University of Seville (SPAIN)
About this paper:
Appears in: ICERI2016 Proceedings
Publication year: 2016
Pages: 7462-7470
ISBN: 978-84-617-5895-1
ISSN: 2340-1095
doi: 10.21125/iceri.2016.0705
Conference name: 9th annual International Conference of Education, Research and Innovation
Dates: 14-16 November, 2016
Location: Seville, Spain
One of the main changes introduced in the European Higher Education Area is a new paradigm of education geared towards professionalising students. In practice, this fact means that teachers not only need to reconsider what we want to educate students in but also how we want to do it. Reflecting on the importance of transversal skill acquisition in students' education requires subjects to be structured differently, both in relation to education programmes and to their practical development.

The importance currently awarded to cooperative work in the workplace is one of the reasons which has prompted the implementation of a teaching strategy which truly promotes this skill among students as part of their education.

Within this context we present the following teaching experience, carried out with second-year students from the Teacher Training Degree of the University of Seville. The main aim is for students to become aware of the fact that group work is not the same as working in cooperative teams, given the great variations in the final results in terms of knowledge and skills acquired during the development phase of the common project. The teaching strategy developed in the classroom over two academic years is that of cooperative teams.

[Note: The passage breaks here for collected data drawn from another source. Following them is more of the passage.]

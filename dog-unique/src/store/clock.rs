use chrono::Utc;
use parking_lot::RwLock;

/// Source of "now" for lock expiry, in fractional seconds since the epoch
pub trait Clock: Send + Sync {
    fn now(&self) -> f64;
}

/// Wall clock
#[derive(Debug, Clone, Copy, Default)]
pub struct SystemClock;

impl Clock for SystemClock {
    fn now(&self) -> f64 {
        Utc::now().timestamp_micros() as f64 / 1_000_000.0
    }
}

/// Hand-driven clock for deterministic tests and time travel
#[derive(Debug, Default)]
pub struct ManualClock {
    now: RwLock<f64>,
}

impl ManualClock {
    pub fn new(now: f64) -> Self {
        Self {
            now: RwLock::new(now),
        }
    }

    /// Jump to an absolute time
    pub fn travel_to(&self, now: f64) {
        *self.now.write() = now;
    }

    /// Move forward by `seconds`
    pub fn advance(&self, seconds: f64) {
        *self.now.write() += seconds;
    }
}

impl Clock for ManualClock {
    fn now(&self) -> f64 {
        *self.now.read()
    }
}
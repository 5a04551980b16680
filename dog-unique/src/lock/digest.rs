use crate::types::Across;
use crate::{UniqueError, UniqueResult};

/// Builds the store key (digest) naming a uniqueness scope
///
/// Segments are trimmed and lower-cased, then joined under `bgjb:uniq`.
/// `queue` keeps every segment; `systemwide` drops the last one, which is
/// normally the queue name.
pub struct LockDigest;

impl LockDigest {
    pub const NAMESPACE: &'static str = "bgjb";
    pub const BASE: &'static str = "uniq";
    pub const SEPARATOR: &'static str = ":";

    /// Build the digest from a textual scope mode, rejecting unknown modes
    pub fn build<S: AsRef<str>>(segments: &[S], across: &str) -> UniqueResult<String> {
        let across = match across.trim().trim_start_matches(':') {
            "queue" => Across::Queue,
            "systemwide" => Across::Systemwide,
            _ => {
                return Err(UniqueError::invalid_config(format!(
                    "Could not resolve the lock digest using across {:?}. \
                     Valid options are systemwide and queue",
                    across
                )))
            }
        };
        Ok(Self::for_scope(segments, across))
    }

    pub fn for_scope<S: AsRef<str>>(segments: &[S], across: Across) -> String {
        let keep = match across {
            Across::Queue => segments.len(),
            Across::Systemwide => segments.len().saturating_sub(1),
        };

        let mut parts = vec![Self::NAMESPACE.to_string(), Self::BASE.to_string()];
        parts.extend(
            segments[..keep]
                .iter()
                .map(|s| s.as_ref().trim().to_lowercase()),
        );
        parts.join(Self::SEPARATOR)
    }
}
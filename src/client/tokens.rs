//! Create, list, fetch, update, and revoke operations.

// crates.io
use ::http::Method;
// self
use crate::{
	_prelude::*,
	auth,
	client::{TokenClient, TokenPage, observe},
	http::RequestExecutor,
	obs::Operation,
	token::{self, Token, TokenRequest, TokenResult},
};

impl<E> TokenClient<E>
where
	E: ?Sized + RequestExecutor,
{
	/// Creates a Personal Access Token.
	///
	/// Scopes are checked against [`VALID_SCOPES`](crate::auth::VALID_SCOPES) before anything
	/// is sent. The returned [`Token::token`] carries the secret; this is the only time the
	/// registry reveals it.
	pub async fn create_token<I, S>(&self, description: &str, scopes: I) -> Result<Token>
	where
		I: IntoIterator<Item = S>,
		S: Into<String>,
	{
		let scopes = scopes.into_iter().map(Into::into).collect::<Vec<String>>();

		observe(Operation::Create, "create_token", async move {
			auth::validate_scopes(&scopes)?;

			let body = TokenRequest::create(description, &scopes).encode()?;
			let url = self.config.tokens_url()?;
			let response = self.send(Method::POST, &url, Some(body)).await?;

			Token::try_from(token::decode::<TokenResult>(&response)?)
		})
		.await
	}

	/// Lists tokens.
	///
	/// Returns the first page only, unless [`fetch_all_pages`](crate::config::ClientConfig::fetch_all_pages)
	/// is set, in which case `next` links are followed until the listing ends. Any page
	/// failure aborts the call and drops the tokens collected so far.
	pub async fn get_tokens(&self) -> Result<Vec<Token>> {
		observe(Operation::List, "get_tokens", async move {
			let first = self.tokens_page(self.config.page_url(1)?).await?;
			let mut tokens = first.tokens;
			let mut next = first.next;

			if self.config.fetch_all_pages {
				while let Some(url) = next {
					let page = self.tokens_page(url).await?;

					tokens.extend(page.tokens);
					next = page.next;
				}
			}

			Ok(tokens)
		})
		.await
	}

	/// Fetches a single listing page by number using the configured page size.
	pub async fn get_tokens_page(&self, page: u32) -> Result<TokenPage> {
		observe(Operation::List, "get_tokens_page", async move {
			self.tokens_page(self.config.page_url(page)?).await
		})
		.await
	}

	/// Fetches one token. A missing token surfaces as a transport error for which
	/// [`Error::is_not_found`] returns `true`.
	pub async fn get_token(&self, uuid: Uuid) -> Result<Token> {
		observe(Operation::Get, "get_token", async move {
			let url = self.config.token_url(&uuid)?;
			let response = self.send(Method::GET, &url, None).await?;

			Token::try_from(token::decode::<TokenResult>(&response)?)
		})
		.await
	}

	/// Updates a token's description and activation flag. Scopes cannot be changed.
	pub async fn update_token(
		&self,
		uuid: Uuid,
		description: &str,
		is_active: bool,
	) -> Result<Token> {
		observe(Operation::Update, "update_token", async move {
			let body = TokenRequest::update(description, is_active).encode()?;
			let url = self.config.token_url(&uuid)?;
			let response = self.send(Method::PATCH, &url, Some(body)).await?;

			Token::try_from(token::decode::<TokenResult>(&response)?)
		})
		.await
	}

	/// Revokes a token. The response body is ignored.
	///
	/// Revoking an already revoked token behaves however the registry decides; the client
	/// forwards whatever the executor reports.
	pub async fn revoke_token(&self, uuid: Uuid) -> Result<()> {
		observe(Operation::Revoke, "revoke_token", async move {
			let url = self.config.token_url(&uuid)?;

			self.send(Method::DELETE, &url, None).await?;

			Ok(())
		})
		.await
	}
}
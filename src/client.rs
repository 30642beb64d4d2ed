//! Personal Access Token client powered by a pluggable request executor.

pub mod page;

mod tokens;

pub use page::*;

// crates.io
use ::http::Method;
// self
use crate::{
	_prelude::*,
	auth::{BearerSigner, RequestSigner, TokenSecret},
	config::ClientConfig,
	http::{self, RequestExecutor},
	obs::{self, Operation, OperationOutcome, OperationSpan},
};
#[cfg(feature = "reqwest")] use crate::http::ReqwestExecutor;

#[cfg(feature = "reqwest")]
/// Client specialized for the crate's default reqwest transport.
pub type ReqwestTokenClient = TokenClient<ReqwestExecutor>;

/// Issues Personal Access Token requests against a single registry.
///
/// The client owns the executor and signer behind [`Arc`]s plus a read-only
/// [`ClientConfig`], so clones are cheap and share the same transport. Every operation
/// is a single request/response exchange; listings fetch pages strictly one after another.
pub struct TokenClient<E>
where
	E: ?Sized + RequestExecutor,
{
	/// Transport used for every outbound request.
	pub executor: Arc<E>,
	/// Decorator that attaches credentials to each request.
	pub signer: Arc<dyn RequestSigner>,
	/// Registry domain and listing behavior.
	pub config: ClientConfig,
}
impl<E> TokenClient<E>
where
	E: ?Sized + RequestExecutor,
{
	/// Creates a client that signs requests with `Authorization: Bearer <secret>` and sends
	/// them through the caller-provided executor.
	pub fn with_executor(
		config: ClientConfig,
		secret: impl Into<TokenSecret>,
		executor: impl Into<Arc<E>>,
	) -> Self {
		Self { executor: executor.into(), signer: Arc::new(BearerSigner::new(secret)), config }
	}

	/// Replaces the request signer.
	pub fn with_signer(mut self, signer: impl 'static + RequestSigner) -> Self {
		self.signer = Arc::new(signer);

		self
	}

	async fn send(&self, method: Method, url: &Url, body: Option<Vec<u8>>) -> Result<Vec<u8>> {
		let request = http::json_request(method, url, body)?;

		self.executor.execute(request, self.signer.as_ref()).await
	}
}
#[cfg(feature = "reqwest")]
impl TokenClient<ReqwestExecutor> {
	/// Creates a client backed by a default reqwest transport.
	pub fn new(config: ClientConfig, secret: impl Into<TokenSecret>) -> Self {
		Self::with_executor(config, secret, ReqwestExecutor::default())
	}
}
impl<E> Clone for TokenClient<E>
where
	E: ?Sized + RequestExecutor,
{
	fn clone(&self) -> Self {
		Self {
			executor: Arc::clone(&self.executor),
			signer: Arc::clone(&self.signer),
			config: self.config.clone(),
		}
	}
}
impl<E> Debug for TokenClient<E>
where
	E: ?Sized + RequestExecutor,
{
	fn fmt(&self, f: &mut Formatter) -> FmtResult {
		f.debug_struct("TokenClient").field("config", &self.config).finish()
	}
}

/// Runs `fut` inside an operation span and records its outcome.
async fn observe<T, Fut>(operation: Operation, stage: &'static str, fut: Fut) -> Result<T>
where
	Fut: Future<Output = Result<T>>,
{
	let span = OperationSpan::new(operation, stage);

	obs::record_operation_outcome(operation, OperationOutcome::Attempt);

	let result = span.instrument(fut).await;

	match &result {
		Ok(_) => obs::record_operation_outcome(operation, OperationOutcome::Success),
		Err(_) => obs::record_operation_outcome(operation, OperationOutcome::Failure),
	}

	result
}
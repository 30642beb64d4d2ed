//! Transport primitives for registry calls.
//!
//! The module exposes [`RequestExecutor`], the only dependency the client has on an HTTP
//! stack. Executors receive a fully prepared [`HttpRequest`] plus a [`RequestSigner`],
//! apply the signer, send the request, and hand back the raw body of a successful
//! response. Anything outside the `2xx` range must be reported as
//! [`TransportError::Status`]; the client never inspects status codes itself.

// std
#[cfg(feature = "reqwest")] use std::ops::Deref;
// crates.io
use ::http::{
	HeaderMap, StatusCode,
	header::{ACCEPT, CONTENT_TYPE, HeaderValue, RETRY_AFTER},
};
use time::format_description::well_known::Rfc2822;
// self
use crate::{_prelude::*, auth::RequestSigner, error::TransportError};

/// Request type handed to executors.
pub type HttpRequest = ::http::Request<Vec<u8>>;

/// Boxed future returned by [`RequestExecutor::execute`].
pub type ExecuteFuture<'a> = Pin<Box<dyn Future<Output = Result<Vec<u8>>> + 'a + Send>>;

const BODY_PREVIEW_LIMIT: usize = 512;

/// Executes signed registry requests and returns successful response bodies.
///
/// Implementations must be `Send + Sync + 'static` so one executor can be shared by
/// cloned clients behind an [`Arc`]. The returned future must be `Send` so callers can
/// drive operations from multi-threaded runtimes.
pub trait RequestExecutor
where
	Self: 'static + Send + Sync,
{
	/// Signs `request` with `signer`, sends it, and returns the body of a `2xx` response.
	///
	/// # Error Contract
	///
	/// - Signer failures are returned unchanged.
	/// - Connectivity failures map to [`TransportError::Network`].
	/// - Non-success statuses map to [`TransportError::Status`] (see [`status_error`]).
	fn execute<'a>(
		&'a self,
		request: HttpRequest,
		signer: &'a dyn RequestSigner,
	) -> ExecuteFuture<'a>;
}

/// Builds the [`TransportError::Status`] value for a non-success response.
pub fn status_error(status: StatusCode, headers: &HeaderMap, body: &[u8]) -> TransportError {
	TransportError::Status {
		status: status.as_u16(),
		retry_after: retry_after_hint(headers),
		body: body_preview(body),
	}
}

/// Parses a `Retry-After` header given either as delta-seconds or an HTTP date.
pub fn retry_after_hint(headers: &HeaderMap) -> Option<Duration> {
	let value = headers.get(RETRY_AFTER)?;
	let raw = value.to_str().ok()?.trim();

	if let Ok(secs) = raw.parse::<u64>() {
		return Some(Duration::seconds(i64::try_from(secs).unwrap_or(i64::MAX)));
	}
	if let Ok(moment) = OffsetDateTime::parse(raw, &Rfc2822) {
		let delta = moment - OffsetDateTime::now_utc();

		if delta.is_positive() {
			return Some(delta);
		}
	}

	None
}

pub(crate) fn json_request(
	method: ::http::Method,
	url: &Url,
	body: Option<Vec<u8>>,
) -> Result<HttpRequest> {
	let mut builder = ::http::Request::builder()
		.method(method)
		.uri(url.as_str())
		.header(ACCEPT, HeaderValue::from_static("application/json"));

	if body.is_some() {
		builder = builder.header(CONTENT_TYPE, HeaderValue::from_static("application/json"));
	}

	builder.body(body.unwrap_or_default()).map_err(|e| crate::error::ConfigError::from(e).into())
}

fn body_preview(body: &[u8]) -> String {
	String::from_utf8_lossy(body).chars().take(BODY_PREVIEW_LIMIT).collect()
}

/// Thin wrapper around [`ReqwestClient`] so shared HTTP behavior lives in one place.
#[cfg(feature = "reqwest")]
#[derive(Clone, Default)]
pub struct ReqwestExecutor(pub ReqwestClient);
#[cfg(feature = "reqwest")]
impl ReqwestExecutor {
	/// Wraps an existing reqwest [`ReqwestClient`].
	pub fn with_client(client: ReqwestClient) -> Self {
		Self(client)
	}
}
#[cfg(feature = "reqwest")]
impl AsRef<ReqwestClient> for ReqwestExecutor {
	fn as_ref(&self) -> &ReqwestClient {
		&self.0
	}
}
#[cfg(feature = "reqwest")]
impl Deref for ReqwestExecutor {
	type Target = ReqwestClient;

	fn deref(&self) -> &Self::Target {
		&self.0
	}
}
#[cfg(feature = "reqwest")]
impl RequestExecutor for ReqwestExecutor {
	fn execute<'a>(
		&'a self,
		mut request: HttpRequest,
		signer: &'a dyn RequestSigner,
	) -> ExecuteFuture<'a> {
		Box::pin(async move {
			signer.sign(&mut request)?;

			let request = reqwest::Request::try_from(request)
				.map_err(crate::error::ConfigError::from)?;
			let response = self.0.execute(request).await.map_err(TransportError::from)?;
			let status = response.status();
			let headers = response.headers().to_owned();
			let body = response.bytes().await.map_err(TransportError::from)?;

			if !status.is_success() {
				return Err(status_error(status, &headers, &body).into());
			}

			Ok(body.to_vec())
		})
	}
}

#[cfg(test)]
mod tests {
	// self
	use super::*;

	#[test]
	fn retry_after_accepts_delta_seconds() {
		let mut headers = HeaderMap::new();

		headers.insert(RETRY_AFTER, HeaderValue::from_static("30"));

		assert_eq!(retry_after_hint(&headers), Some(Duration::seconds(30)));
	}

	#[test]
	fn retry_after_ignores_past_dates_and_garbage() {
		let mut headers = HeaderMap::new();

		headers.insert(RETRY_AFTER, HeaderValue::from_static("Wed, 21 Oct 2015 07:28:00 GMT"));

		assert_eq!(retry_after_hint(&headers), None);

		headers.insert(RETRY_AFTER, HeaderValue::from_static("soon"));

		assert_eq!(retry_after_hint(&headers), None);
		assert_eq!(retry_after_hint(&HeaderMap::new()), None);
	}

	#[test]
	fn status_error_truncates_body() {
		let body = "x".repeat(BODY_PREVIEW_LIMIT * 2);
		let err = status_error(StatusCode::NOT_FOUND, &HeaderMap::new(), body.as_bytes());

		match err {
			TransportError::Status { status, retry_after, body } => {
				assert_eq!(status, 404);
				assert_eq!(retry_after, None);
				assert_eq!(body.len(), BODY_PREVIEW_LIMIT);
			},
			other => panic!("Unexpected transport error: {other:?}."),
		}
	}

	#[test]
	fn json_request_sets_content_headers() {
		let url = Url::parse("https://hub.example.com/v2/api_tokens")
			.expect("Test URL should parse.");
		let with_body = json_request(::http::Method::POST, &url, Some(b"{}".to_vec()))
			.expect("Request with body should build.");

		assert_eq!(
			with_body.headers().get(CONTENT_TYPE).expect("Content type should be set."),
			"application/json"
		);
		assert_eq!(with_body.body(), b"{}");

		let without_body = json_request(::http::Method::DELETE, &url, None)
			.expect("Request without body should build.");

		assert!(without_body.headers().get(CONTENT_TYPE).is_none());
		assert!(without_body.body().is_empty());
		assert_eq!(without_body.uri(), "https://hub.example.com/v2/api_tokens");
	}
}
//! Optional observability helpers for client operations.
//!
//! # Feature Flags
//!
//! - Enable `tracing` to emit structured spans named `hub_tokens.operation` with the
//!   `operation` and `stage` fields, plus a `debug` event per fetched listing page.
//! - Enable `metrics` to increment the `hub_tokens_operation_total` counter for every
//!   attempt/success/failure, labeled by `operation` + `outcome`.

mod metrics;
mod tracing;

pub use metrics::*;
pub use tracing::*;

// self
use crate::_prelude::*;

/// Token API operations observed by the client.
#[derive(Clone, Copy, Debug, PartialEq, Eq, Hash)]
pub enum Operation {
	/// `POST /v2/api_tokens`.
	Create,
	/// `GET /v2/api_tokens` (one or more pages).
	List,
	/// `GET /v2/api_tokens/{uuid}`.
	Get,
	/// `PATCH /v2/api_tokens/{uuid}`.
	Update,
	/// `DELETE /v2/api_tokens/{uuid}`.
	Revoke,
}
impl Operation {
	/// Returns a stable label suitable for span or metric fields.
	pub const fn as_str(self) -> &'static str {
		match self {
			Operation::Create => "create",
			Operation::List => "list",
			Operation::Get => "get",
			Operation::Update => "update",
			Operation::Revoke => "revoke",
		}
	}
}
impl Display for Operation {
	fn fmt(&self, f: &mut Formatter) -> FmtResult {
		f.write_str(self.as_str())
	}
}

/// Outcome labels recorded for each attempt.
#[derive(Clone, Copy, Debug, PartialEq, Eq, Hash)]
pub enum OperationOutcome {
	/// Entry to a client operation.
	Attempt,
	/// Successful completion.
	Success,
	/// Failure propagated back to the caller.
	Failure,
}
impl OperationOutcome {
	/// Returns a stable label suitable for span or metric fields.
	pub const fn as_str(self) -> &'static str {
		match self {
			OperationOutcome::Attempt => "attempt",
			OperationOutcome::Success => "success",
			OperationOutcome::Failure => "failure",
		}
	}
}
impl Display for OperationOutcome {
	fn fmt(&self, f: &mut Formatter) -> FmtResult {
		f.write_str(self.as_str())
	}
}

These were organised into five phases:
(i) creation of work teams;
(ii) acquisition of trust and individual commitment;
(iii) team contract and sign of group identity;
(iv) execution of group tasks/activities; and
(v) assessment of the work.

In each of the key phases of the process information was compiled using questionnaires and discussion groups in order to carry out a general assessment on the processes for planning the work and group negotiation, any incidents occurring, and solutions and benefits provided by the strategy both for individuals and for the group.

The results obtained confirm that this type of strategy increases awareness on the benefits of the cooperative activities in problem-solving, with good communication between members a key element. Good cooperative work generates feelings of interdependence, trust and respect, joint construction of ideas, as well as commitment and personal responsibility.
University education, cooperative teams, group work, transversal skills.